A fast and efficient means of record keeping could improve the ability to trace structural differences in viral variants.
Cells infected by SARS-CoV-2 imaged using Raman

A microscopic molecular Raman image of cells infected by the SARS-CoV-2 virus. Image credit: Giuseppe Pezzotti

The continuing emergence of new viral variants of SARS-CoV-2 remains a strong likelihood while global vaccine inequity remains an issue. With mutations in the virus’ genome comes the possibility that vaccines will be rendered ineffective as the virus “learns” to evade immune responses.

To stay on top of the situation, scientists are constantly monitoring for new mutations through genetic sequencing using samples collected from infected patients. While this method is accurate, it can be time consuming and expensive.

An alternative, time-saving approach has been proposed by researchers at the Kyoto Institute of Technology and Kyoto Prefectural University of Medicine based on Raman spectroscopy and the ability to ID variants based on bar codes derived from their spectra.

Raman barcodes assigned to SARS-CoV-2 variants

“Raman spectroscopy is a useful method in microbiology, capable of bringing insightful information at the molecular level,” explained Giuseppe Pezzotti, co-lead author of a recent study published in Advanced Science. “It can be used to follow in situ the metabolism and physiological changes of living cells, including the molecular details of their viral infection [see article’s feature picture]. We also have data on different influenza strains, and their inactivation mechanisms collected using Raman spectroscopy.”

Pezzotti and his colleague Osam Mazda say they realized an immediate application for their methodology with the onset of the current pandemic and hoped to provide useful information to help scientists get the situation under control.

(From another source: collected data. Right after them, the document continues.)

//! Homestead service binary.
//!
//! Owns the process lifecycle: the production scheduler is started once
//! here and stopped here, never from inside a handler.
//!
//! # Startup Sequence
//!
//! 1. Load configuration from `homestead.yaml` (or `HOMESTEAD_CONFIG`)
//! 2. Initialize structured logging (tracing)
//! 3. Connect to `PostgreSQL` and run migrations
//! 4. Spawn the production scheduler
//! 5. Wait for Ctrl-C
//! 6. Stop the scheduler, rolling back any tick in flight, and close the pool

use std::path::PathBuf;

use homestead_core::config::{HomesteadConfig, LoggingConfig};
use homestead_core::scheduler::spawn_scheduler;
use homestead_db::{PgProductionSource, PostgresPool};
use homestead_engine::EngineError;
use tracing::info;
use tracing_subscriber::EnvFilter;

/// Config file read when `HOMESTEAD_CONFIG` is unset.
const DEFAULT_CONFIG_PATH: &str = "homestead.yaml";

/// Application entry point.
///
/// # Errors
///
/// Returns an error if configuration, the database, or scheduler shutdown
/// fails.
#[tokio::main]
async fn main() -> Result<(), EngineError> {
    let (config, source) = load_config()?;
    init_logging(&config.logging);

    info!("homestead-engine starting");
    info!(
        source = %source,
        interval_secs = config.production.interval_secs,
        plot_capacity = config.production.plot_capacity,
        min_production_rate = config.production.min_production_rate,
        sell_price = config.economy.sell_price,
        "Configuration loaded"
    );

    let pool = PostgresPool::connect(&config.database).await?;
    pool.run_migrations().await?;

    let production = PgProductionSource::new(pool.clone(), &config.production);
    let scheduler = spawn_scheduler(production, config.production.interval());

    tokio::signal::ctrl_c().await?;
    info!("Shutdown requested");

    let summary = scheduler.shutdown().await?;
    info!(
        ticks_run = summary.ticks_run,
        ticks_failed = summary.ticks_failed,
        ticks_interrupted = summary.ticks_interrupted,
        animals_produced = summary.animals_produced,
        "Production scheduler stopped"
    );

    pool.close().await;
    info!("homestead-engine stopped");
    Ok(())
}

/// Read the config file, falling back to defaults when the default path is
/// absent. An explicit `HOMESTEAD_CONFIG` must exist.
fn load_config() -> Result<(HomesteadConfig, String), EngineError> {
    if let Ok(path) = std::env::var("HOMESTEAD_CONFIG") {
        let config = HomesteadConfig::from_file(&PathBuf::from(&path))?;
        return Ok((config, path));
    }
    let path = PathBuf::from(DEFAULT_CONFIG_PATH);
    if path.exists() {
        return Ok((HomesteadConfig::from_file(&path)?, DEFAULT_CONFIG_PATH.to_owned()));
    }
    Ok((HomesteadConfig::from_env()?, "defaults".to_owned()))
}

fn init_logging(logging: &LoggingConfig) {
    let filter =
        EnvFilter::try_from_default_env().unwrap_or_else(|_| EnvFilter::new(&logging.filter));
    let builder = tracing_subscriber::fmt()
        .with_env_filter(filter)
        .with_target(true);
    if logging.json {
        builder.json().init();
    } else {
        builder.init();
    }
}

Identifying the virus’ changing structural elements

Raman spectroscopy is a non-destructive analytical technique that provides information about chemical structure. A sample is irradiated with monochromatic light, usually from a laser, and the scattered light is collected and analyzed. A majority of the scattered light is the same wavelength as the incoming laser light, but a small portion is scattered at a different wavelength as a result of it having been absorbed and part of it re-emitted by chemical bonds in the molecule.

This is called “Raman light” and it is affected by the weights of atoms, the strength of their chemical bonds, and their spatial arrangement in a molecule. The easiest comparison for this is a “ball and spring analogy” in which bonds between atoms can be thought of as a spring connecting two balls. The frequency of vibration, which depends on the stiffness of the spring, how heavy the balls are, and how they are connected to the spring will change how they “bounce” and re-emit kinetic energy put into the system.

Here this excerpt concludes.